Un giorno, che la pesca era stata particolarmente abbondante eravamo rientrate in hotel con il telo rosso pieno di lumachine di mare. L’avevamo lasciato steso sul balcone della nostra camera per tutto il giorno (Mettile al sole, così asciugano bene). Era mia intenzione raccoglierne tante e conservarle: una volta a casa le avrei colorate di rosso, giallo, rosa, verde e blu e incollate sul coperchio di scatole portaoggetti da regalare alle amiche più care. Quella sera successe una cosa che rovinò l’armonia tra di noi e scavò una crepa che nel corso degli anni altri episodi, apparentemente irrilevanti, avrebbero assestato.
Avevo stretto amicizia con un gruppo di bambini, maschi e femmine, ospiti dell’hotel. Tu non l’avevi presa bene, non li vedevi di buon occhio (Non dargli troppa confidenza a quelli lì, che non sappiamo neanche chi sono). Eri prevenuta verso gli altri, l’amicizia non faceva parte del tuo modo di essere, forse perché avevi dovuto imparare presto a diffidare degli altri: un marito che si era ammalato quasi subito, la vedovanza dopo solo cinque anni di matrimonio, la presenza di una suocera arcigna e indagatrice ti avevano scavato il vuoto intorno (Io sto bene da sola, non mi trovo bene con nessuno, mi fido solo di me). Quel giorno l’avevo passato tutto insieme a loro: prima in spiaggia a fare castelli di sabbia sulla riva, poi in hotel dopo cena tra partite a calcetto e stupidate. Tu te ne stavi in disparte, immusonita. Osservavi seria me e i miei schiamazzi da un lato, tua madre e tua sorella chiacchierare amabilmente con un gruppetto di altre villeggianti, dall’altro.
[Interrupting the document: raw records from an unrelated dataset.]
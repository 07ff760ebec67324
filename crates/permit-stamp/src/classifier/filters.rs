//! Attachment filter sets applied before eligibility checks.

use crate::model::RawAttachment;

type Predicate = Box<dyn Fn(&RawAttachment) -> bool + Send + Sync>;

/// Externally supplied filtering of the raw attachment list.
pub trait FilterSet: Send + Sync {
    fn apply(&self, attachments: &[RawAttachment]) -> Vec<RawAttachment>;
}

/// Lets every attachment through.
pub struct NoFilters;

impl FilterSet for NoFilters {
    fn apply(&self, attachments: &[RawAttachment]) -> Vec<RawAttachment> {
        attachments.to_vec()
    }
}

struct NamedFilter {
    name: String,
    active: bool,
    predicate: Predicate,
}

/// Named predicates that can be switched on and off; an attachment passes
/// when it satisfies every active predicate.
#[derive(Default)]
pub struct PredicateFilters {
    filters: Vec<NamedFilter>,
}

impl PredicateFilters {
    pub fn new() -> Self {
        Self::default()
    }

    /// Adds an active filter. A filter with the same name is replaced.
    pub fn with_filter<F>(mut self, name: &str, predicate: F) -> Self
    where
        F: Fn(&RawAttachment) -> bool + Send + Sync + 'static,
    {
        self.filters.retain(|f| f.name != name);
        self.filters.push(NamedFilter {
            name: name.to_string(),
            active: true,
            predicate: Box::new(predicate),
        });
        self
    }

    /// Switches a filter on or off. Returns false for unknown names.
    pub fn set_active(&mut self, name: &str, active: bool) -> bool {
        match self.filters.iter_mut().find(|f| f.name == name) {
            Some(filter) => {
                filter.active = active;
                true
            }
            None => false,
        }
    }

    pub fn is_active(&self, name: &str) -> bool {
        self.filters.iter().any(|f| f.name == name && f.active)
    }

    fn accepts(&self, attachment: &RawAttachment) -> bool {
        self.filters
            .iter()
            .filter(|f| f.active)
            .all(|f| (f.predicate)(attachment))
    }
}

impl FilterSet for PredicateFilters {
    fn apply(&self, attachments: &[RawAttachment]) -> Vec<RawAttachment> {
        attachments
            .iter()
            .filter(|a| self.accepts(a))
            .cloned()
            .collect()
    }
}
//! Stamping job progress broadcaster for streaming to observers.

use std::sync::Arc;

use chrono::{DateTime, Utc};
use serde::{Deserialize, Serialize};
use tokio::sync::broadcast;

/// What happened to the job.
#[derive(Debug, Clone, Copy, Serialize, Deserialize, PartialEq, Eq)]
#[serde(rename_all = "snake_case")]
pub enum ProgressKind {
    Submitted,
    Update,
    PollFailed,
    Interrupted,
    Resumed,
    Done,
}

impl std::fmt::Display for ProgressKind {
    fn fmt(&self, f: &mut std::fmt::Formatter<'_>) -> std::fmt::Result {
        match self {
            ProgressKind::Submitted => write!(f, "Submitted"),
            ProgressKind::Update => write!(f, "Update"),
            ProgressKind::PollFailed => write!(f, "Poll failed"),
            ProgressKind::Interrupted => write!(f, "Interrupted"),
            ProgressKind::Resumed => write!(f, "Resumed"),
            ProgressKind::Done => write!(f, "Done"),
        }
    }
}

#[derive(Debug, Clone, Serialize, Deserialize)]
#[serde(rename_all = "camelCase")]
pub struct StampProgressEvent {
    pub job_id: String,
    pub kind: ProgressKind,
    /// Job version held after this event.
    pub version: u64,
    /// Attachments in the job.
    pub total: usize,
    /// Attachments updated by this event.
    pub applied: usize,
    pub message: String,
    pub timestamp: DateTime<Utc>,
    #[serde(skip_serializing_if = "Option::is_none")]
    pub error: Option<String>,
}

impl StampProgressEvent {
    pub fn new(job_id: &str, kind: ProgressKind, version: u64, total: usize, message: &str) -> Self {
        Self {
            job_id: job_id.to_string(),
            kind,
            version,
            total,
            applied: 0,
            message: message.to_string(),
            timestamp: Utc::now(),
            error: None,
        }
    }
}

/// Broadcasts progress events of stamping jobs.
#[derive(Clone)]
pub struct JobProgressBroadcaster {
    sender: Arc<broadcast::Sender<StampProgressEvent>>,
}

impl JobProgressBroadcaster {
    pub fn new(capacity: usize) -> Self {
        let (sender, _) = broadcast::channel(capacity);
        Self {
            sender: Arc::new(sender),
        }
    }

    pub fn send(&self, event: StampProgressEvent) {
        // No active receivers is fine.
        let _ = self.sender.send(event);
    }

    pub fn subscribe(&self) -> broadcast::Receiver<StampProgressEvent> {
        self.sender.subscribe()
    }

    /// Starts tracking a submitted job and announces it.
    pub fn start_job(&self, job_id: &str, total: usize) -> JobProgressTracker {
        let tracker = JobProgressTracker {
            job_id: job_id.to_string(),
            total,
            sender: Arc::clone(&self.sender),
        };
        tracker.emit(StampProgressEvent::new(
            job_id,
            ProgressKind::Submitted,
            0,
            total,
            "Stamping job submitted",
        ));
        tracker
    }
}

impl Default for JobProgressBroadcaster {
    fn default() -> Self {
        Self::new(100)
    }
}

/// Progress reporting for one job.
pub struct JobProgressTracker {
    job_id: String,
    total: usize,
    sender: Arc<broadcast::Sender<StampProgressEvent>>,
}

impl JobProgressTracker {
    fn emit(&self, event: StampProgressEvent) {
        let _ = self.sender.send(event);
    }

    fn event(&self, kind: ProgressKind, version: u64, message: &str) -> StampProgressEvent {
        StampProgressEvent::new(&self.job_id, kind, version, self.total, message)
    }

    pub fn job_id(&self) -> &str {
        &self.job_id
    }

    pub fn update(&self, version: u64, applied: usize) {
        let mut event = self.event(ProgressKind::Update, version, "Job progress received");
        event.applied = applied;
        self.emit(event);
    }

    pub fn poll_failed(&self, version: u64, error: &str) {
        let mut event = self.event(ProgressKind::PollFailed, version, "Job status query failed");
        event.error = Some(error.to_string());
        self.emit(event);
    }

    pub fn interrupted(&self, version: u64, error: &str) {
        let mut event = self.event(ProgressKind::Interrupted, version, "Polling interrupted");
        event.error = Some(error.to_string());
        self.emit(event);
    }

    pub fn resumed(&self, version: u64) {
        self.emit(self.event(ProgressKind::Resumed, version, "Polling resumed"));
    }

    pub fn done(&self, version: u64, applied: usize) {
        let mut event = self.event(ProgressKind::Done, version, "Stamping completed");
        event.applied = applied;
        self.emit(event);
    }
}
Ad un certo punto ricordo di aver guardato verso la tua sedia e di averla trovata vuota: te ne eri andata senza avvisarmi. Avevo continuato a giocare, ma senza più trasporto e con un brutto presentimento che mi cresceva dentro.
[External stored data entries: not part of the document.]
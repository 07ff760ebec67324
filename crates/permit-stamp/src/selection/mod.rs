//! Selection flags over the grouped attachments, threaded by attachment id
//! through every recomputation.

use std::collections::HashMap;

use serde::Serialize;

use crate::grouping::{Group, GroupKey, GroupedAttachments, Partition};
use crate::model::{Attachment, AttachmentStatus};

/// Addresses one group; the same operation can appear in both partitions.
#[derive(Debug, Clone, PartialEq, Eq, Hash, Serialize)]
pub struct GroupRef {
    pub partition: Partition,
    pub key: GroupKey,
}

impl GroupRef {
    pub fn new(partition: Partition, key: GroupKey) -> Self {
        Self { partition, key }
    }
}

/// What a recomputation did to the previous selection.
#[derive(Debug, Clone, Copy, Default, PartialEq, Eq)]
pub struct RecomputeSummary {
    pub retained: usize,
    pub added: usize,
    pub dropped: usize,
}

#[derive(Debug)]
pub struct SelectionState {
    groups: GroupedAttachments,
    editable: bool,
}

impl Default for SelectionState {
    fn default() -> Self {
        Self::new()
    }
}

impl SelectionState {
    pub fn new() -> Self {
        Self {
            groups: GroupedAttachments::default(),
            editable: true,
        }
    }

    pub fn groups(&self) -> &GroupedAttachments {
        &self.groups
    }

    pub fn is_editable(&self) -> bool {
        self.editable
    }

    /// Set by the workflow whenever its state changes.
    pub fn set_editable(&mut self, editable: bool) {
        self.editable = editable;
    }

    /// Swaps in a freshly grouped set. Attachments that are still eligible
    /// keep their selection and job fields; ones that disappeared are
    /// dropped. While frozen, newcomers start deselected.
    pub fn replace(&mut self, mut next: GroupedAttachments) -> RecomputeSummary {
        let previous = std::mem::take(&mut self.groups);
        let mut by_id: HashMap<String, Attachment> = HashMap::new();
        for group in previous.pre.into_iter().chain(previous.post) {
            for attachment in group.attachments {
                by_id.insert(attachment.id.clone(), attachment);
            }
        }

        let mut summary = RecomputeSummary::default();
        for attachment in next.attachments_mut() {
            match by_id.remove(&attachment.id) {
                Some(old) => {
                    attachment.inherit_state(&old);
                    summary.retained += 1;
                }
                None => {
                    if !self.editable {
                        attachment.selected = false;
                    }
                    summary.added += 1;
                }
            }
        }
        summary.dropped = by_id.len();

        if summary.dropped > 0 {
            log::debug!(
                "{} attachments are no longer eligible and left the selection",
                summary.dropped
            );
        }

        self.groups = next;
        summary
    }

    pub fn get(&self, id: &str) -> Option<&Attachment> {
        self.groups.attachments().find(|a| a.id == id)
    }

    pub fn group(&self, group: &GroupRef) -> Option<&Group> {
        self.groups
            .partition(group.partition)
            .iter()
            .find(|g| g.key == group.key)
    }

    /// Flips one attachment. Returns whether anything changed.
    pub fn toggle(&mut self, id: &str) -> bool {
        if !self.editable {
            log::debug!("Ignoring toggle of {}: selection is frozen", id);
            return false;
        }
        match self.groups.attachments_mut().find(|a| a.id == id) {
            Some(attachment) => {
                attachment.selected = !attachment.selected;
                true
            }
            None => false,
        }
    }

    /// Selects every member unless all are already selected, in which case
    /// every member is deselected.
    pub fn toggle_group(&mut self, group: &GroupRef) -> bool {
        if !self.editable {
            log::debug!("Ignoring group toggle of {}: selection is frozen", group.key);
            return false;
        }
        let groups = match group.partition {
            Partition::Pre => &mut self.groups.pre,
            Partition::Post => &mut self.groups.post,
        };
        match groups.iter_mut().find(|g| g.key == group.key) {
            Some(g) => {
                let value = !g.group_selected();
                for attachment in &mut g.attachments {
                    attachment.selected = value;
                }
                true
            }
            None => false,
        }
    }

    pub fn select_all(&mut self) -> bool {
        self.set_all(true)
    }

    pub fn select_none(&mut self) -> bool {
        self.set_all(false)
    }

    fn set_all(&mut self, value: bool) -> bool {
        if !self.editable {
            return false;
        }
        for attachment in self.groups.attachments_mut() {
            attachment.selected = value;
        }
        true
    }

    /// Pre-verdict selection followed by post-verdict selection.
    pub fn selected_attachments(&self) -> Vec<&Attachment> {
        self.groups.attachments().filter(|a| a.selected).collect()
    }

    pub fn selected_ids(&self) -> Vec<String> {
        self.groups
            .attachments()
            .filter(|a| a.selected)
            .map(|a| a.id.clone())
            .collect()
    }

    pub fn all_selected(&self) -> bool {
        self.groups.attachments().all(|a| a.selected)
    }

    /// Any selected attachment whose latest version is already stamped,
    /// either upstream or by an earlier job in this session.
    pub fn needs_restamp_confirmation(&self) -> bool {
        self.groups
            .attachments()
            .any(|a| a.selected && (a.restamp || a.stamped))
    }

    pub fn eligible_count(&self) -> usize {
        self.groups.len()
    }

    /// Writes a job result onto a selected attachment. Results for
    /// attachments outside the selection are ignored.
    pub fn apply_job_result(
        &mut self,
        id: &str,
        status: AttachmentStatus,
        file_id: Option<String>,
    ) -> bool {
        match self
            .groups
            .attachments_mut()
            .find(|a| a.id == id && a.selected)
        {
            Some(attachment) => {
                attachment.status = status;
                attachment.file_id = file_id;
                true
            }
            None => false,
        }
    }

    /// Marks every selected attachment stamped; returns how many.
    pub fn mark_selected_stamped(&mut self) -> usize {
        let mut count = 0;
        for attachment in self.groups.attachments_mut().filter(|a| a.selected) {
            attachment.stamped = true;
            count += 1;
        }
        count
    }
}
Poco dopo avevo salutato gli amici e ti avevo cercata in camera: la porta era aperta, le luci spente. Ricordo di essermi affacciata sul balcone e di averti trovata seduta che fumavi, seria, con lo sguardo rivolto verso il mare che non hai accennato a spostare. Ho guardato in terra in cerca delle lumachine, pronta a riporle nel sacchetto insieme alle altre: il telo rosso era scomparso. Mamma, dove sono le mie conchiglie? La voce tremante, il cuore impazzito nell’attesa della risposta: sono usciti i molluschi e sono scappati lungo il muro. Lo sapevi che non ti avrei creduto: tu stessa mi avevi spiegato che si chiamavano lumachine, ma non erano come quelle di terra che mangiavano la lattuga strisciando nell’orto, fuori dall’acqua queste morivano. Lo sapevi, ma avevi sostenuto la tua tesi, nonostante le mie rimostranze. Quella notte non cercai la tua mano prima di addormentarmi. Fu forse proprio questo episodio che segnò il lento, ma inesorabile taglio del cordone ombelicale che mi univa a te, quel primo passo amaro e disincantato che apre la via verso il “diventare grandi”.